Article Date: 12/1/2004

prescribing for astigmatism
Using Larger Diameter GPs to Fit Irregular Corneas

BY TIMOTHY B. EDRINGTON, OD, MS, FAAO

Within the last two years, I've been prescribing large overall diameter (OAD) GP contact lenses to manage many of my patients who have irregular corneas. Patients who have pellucid marginal degeneration as well as post-surgical patients (including post-penetrating keratoplasty (PK), post-radial keratotomy (RK) and post-LASIK patients) may particularly benefit from large diameter GP lenses.

Several GP laboratories offer large OAD GP lenses. Lens Dynamics, Inc. makes the Intra-Limbal lens (11.2mm OAD), Innovations in Sight makes the Jupiter lens (15.0mm OAD) and C&H Contact Lens, Inc. makes the Macrolens Einstein (15.0mm OAD).

Why Increase GP OAD?

The emergence of high-Dk GP materials has helped to hasten the growth of larger OAD GP lens fits because the greater oxygen transmissibility reduces the need for lens movement and tear exchange to provide oxygen. The primary benefit of large OAD lenses is enhanced centration. Another occasional benefit is improved comfort resulting from decreased lid-lens interaction.

Large OAD Design Options

In addition to spherical design GPs, bitoric large OAD lenses can optimize the lens-to-cornea fitting relationship and correct regular residual astigmatism. You can prescribe prism to stabilize lens rotation on a front-surface toric design or to center a superior positioning lens.

You can employ a reverse geometry peripheral curve system to decrease edge lift and to enhance lens centration when fitting a post-surgical cornea that has an oblate shape.

Post-PK Fitting Tips

Prescribe small or regular diameter GP lenses for post-PK patients who have steep central corneal curvatures relative to the host cornea. If the donor cornea is flatter than the host, then consider a reverse geometry design in which the "secondary" curve portion of the lens is steeper than the base curve.

For grafts that are highly irregular in shape, consider a large OAD GP lens design. Also, if lens centration isn't adequate, then fit a large OAD lens.

Post-RK Fitting Tips

For post-RK patients, first try fitting a standard sphere (or aspheric) GP lens design. If the central fitting relationship is ideal but peripheral clearance seems excessive, then prescribe a reverse geometry lens design. If the best-fit, standard-diameter reverse geometry design doesn't adequately center, then consider a large OAD lens with a reverse geometry peripheral curve system.
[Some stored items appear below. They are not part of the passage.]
//! Object identifiers.
//!
//! Ids are written into the saved scene value and come back when it is
//! loaded, possibly in a later session. Every id the process has seen,
//! loaded or minted, sits in one interner, so minting a fresh id is a matter
//! of skipping names the interner already knows.

use lasso::{Spur, ThreadedRodeo};
use serde::{Deserialize, Serialize};
use std::fmt;
use std::sync::LazyLock;
use std::sync::atomic::{AtomicU64, Ordering};

static KNOWN_IDS: LazyLock<ThreadedRodeo> = LazyLock::new(ThreadedRodeo::default);
static NEXT_SERIAL: AtomicU64 = AtomicU64::new(0);

/// Handle to a canvas object. Serialized as its plain name (`rect_12`).
#[derive(Clone, Copy, PartialEq, Eq, Hash, Serialize, Deserialize)]
#[serde(from = "String", into = "String")]
pub struct ObjectId(Spur);

impl ObjectId {
    /// The id named `name`, recording it as taken.
    pub fn intern(name: &str) -> Self {
        Self(KNOWN_IDS.get_or_intern(name))
    }

    /// The id named `name` if anything has used it yet.
    pub fn lookup(name: &str) -> Option<Self> {
        KNOWN_IDS.get(name).map(Self)
    }

    pub fn as_str(&self) -> &str {
        KNOWN_IDS.resolve(&self.0)
    }

    /// Mint `{kind}_{n}`, skipping every name already in use, including ids
    /// read from earlier saved scenes.
    pub fn with_prefix(kind: &str) -> Self {
        loop {
            let serial = NEXT_SERIAL.fetch_add(1, Ordering::Relaxed);
            let name = format!("{kind}_{serial}");
            if Self::lookup(&name).is_none() {
                return Self::intern(&name);
            }
        }
    }
}

impl From<String> for ObjectId {
    fn from(name: String) -> Self {
        Self(KNOWN_IDS.get_or_intern(name))
    }
}

impl From<ObjectId> for String {
    fn from(id: ObjectId) -> Self {
        id.as_str().to_string()
    }
}

impl fmt::Debug for ObjectId {
    fn fmt(&self, f: &mut fmt::Formatter<'_>) -> fmt::Result {
        write!(f, "#{}", self.as_str())
    }
}

impl fmt::Display for ObjectId {
    fn fmt(&self, f: &mut fmt::Formatter<'_>) -> fmt::Result {
        f.write_str(self.as_str())
    }
}
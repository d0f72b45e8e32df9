pub mod emitter;
pub mod error;
pub mod event;
pub mod hit;
pub mod id;
pub mod model;
pub mod parser;
pub mod scene;

pub use error::CanvasError;
pub use event::{CanvasEvent, ObjectChange};
pub use id::ObjectId;
pub use model::*;
pub use parser::{SvgShape, parse_svg};
pub use scene::{Scene, SceneCanvas, SvgParts};

// Re-export kurbo geometry so downstream crates don't need a direct dependency
pub use kurbo::{Point, Rect, Vec2};
//! Save policy: manual saves, autosave gating and the delayed image capture.
//!
//! Outgoing notifications are queued as [`HostSignal`]s and drained by the
//! host. Time is passed in by the caller (`now_ms`); nothing here reads a
//! clock.

use serde::Serialize;
use smallvec::SmallVec;

/// Delay between a manual save and the image capture, letting the engine
/// finish rendering first.
pub const IMAGE_SETTLE_DELAY_MS: f64 = 500.0;

/// Notification for the host page.
#[derive(Debug, Clone, PartialEq, Serialize)]
#[serde(tag = "type", rename_all = "camelCase")]
pub enum HostSignal {
    SaveRequested { value: String },
    AutoSave { value: String },
    ImageCaptured { data_url: String },
}

impl HostSignal {
    /// DOM event name the widget dispatches for this signal.
    pub fn event_name(&self) -> &'static str {
        match self {
            HostSignal::SaveRequested { .. } => "savecanvas",
            HostSignal::AutoSave { .. } => "autosavecanvas",
            HostSignal::ImageCaptured { .. } => "imagecaptured",
        }
    }

    /// The signal's payload: serialized scene or image data URL.
    pub fn payload(&self) -> &str {
        match self {
            HostSignal::SaveRequested { value } | HostSignal::AutoSave { value } => value,
            HostSignal::ImageCaptured { data_url } => data_url,
        }
    }
}

#[derive(Debug, Clone, Default)]
pub struct SavePolicy {
    pub fire_auto_save: bool,
    pub capture_image: bool,
    /// Deadlines (ms) of scheduled image captures, one per manual save.
    pending_images: SmallVec<[f64; 2]>,
    signals: Vec<HostSignal>,
}

impl SavePolicy {
    pub fn new(fire_auto_save: bool, capture_image: bool) -> Self {
        Self {
            fire_auto_save,
            capture_image,
            ..Self::default()
        }
    }

    /// Queue a manual save and, if enabled, schedule an image capture.
    pub fn manual_save(&mut self, value: String, now_ms: f64) {
        self.signals.push(HostSignal::SaveRequested { value });
        if self.capture_image {
            self.pending_images.push(now_ms + IMAGE_SETTLE_DELAY_MS);
        }
    }

    /// Whether a mutation should autosave right now.
    pub fn should_autosave(&self, loading: bool) -> bool {
        self.fire_auto_save && !loading
    }

    pub fn autosave(&mut self, value: String) {
        self.signals.push(HostSignal::AutoSave { value });
    }

    /// Number of image captures that have come due by `now_ms`. Due
    /// captures are removed from the schedule.
    pub fn take_due_images(&mut self, now_ms: f64) -> usize {
        let before = self.pending_images.len();
        self.pending_images.retain(|at| *at > now_ms);
        before - self.pending_images.len()
    }

    /// Earliest scheduled capture, for hosts that arm a timer.
    pub fn next_deadline(&self) -> Option<f64> {
        self.pending_images.iter().copied().reduce(f64::min)
    }

    pub fn push(&mut self, signal: HostSignal) {
        self.signals.push(signal);
    }

    pub fn drain(&mut self) -> Vec<HostSignal> {
        std::mem::take(&mut self.signals)
    }
}

#[cfg(test)]
mod tests {
    use super::*;

    #[test]
    fn manual_save_schedules_capture_only_when_enabled() {
        let mut off = SavePolicy::new(false, false);
        off.manual_save("{}".into(), 0.0);
        assert_eq!(off.next_deadline(), None);
        assert_eq!(off.drain().len(), 1);

        let mut on = SavePolicy::new(false, true);
        on.manual_save("{}".into(), 1000.0);
        assert_eq!(on.next_deadline(), Some(1500.0));
        assert_eq!(on.take_due_images(1499.0), 0);
        assert_eq!(on.take_due_images(1500.0), 1);
        assert_eq!(on.next_deadline(), None);
    }

    #[test]
    fn autosave_is_gated_by_flag_and_loading() {
        assert!(!SavePolicy::new(false, false).should_autosave(false));
        assert!(SavePolicy::new(true, false).should_autosave(false));
        assert!(!SavePolicy::new(true, false).should_autosave(true));
    }

    #[test]
    fn signal_names_and_payloads() {
        let s = HostSignal::ImageCaptured {
            data_url: "data:x".into(),
        };
        assert_eq!(s.event_name(), "imagecaptured");
        assert_eq!(s.payload(), "data:x");
        let json = serde_json::to_value(&s).unwrap();
        assert_eq!(json["type"], "imageCaptured");
        assert_eq!(json["data_url"], "data:x");
    }
}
I've observed several post-RK patients who have superior areas of steep curvature that result in "high-riding" or lid-attached fitting relationships. Prescribe prism to center these superior positioning lenses.

Large OAD for Keratoconus?

In my opinion, large OAD GP contact lenses are contraindicated for correcting keratoconus. The exception is for a keratoconus patient who has an inferiorly displaced corneal apex.

In general, keratoconus patients require a relatively flat peripheral curve to obtain adequate tear exchange. The larger the overall diameter, the more challenging it becomes to achieve sufficient tear exchange for most keratoconus patients.

Keep the Goal in Mind

In deciding whether to use a large OAD GP lens, remember that your goal when fitting an irregular corneal surface is to minimize localized areas of excessive clearance and/or harsh corneal bearing.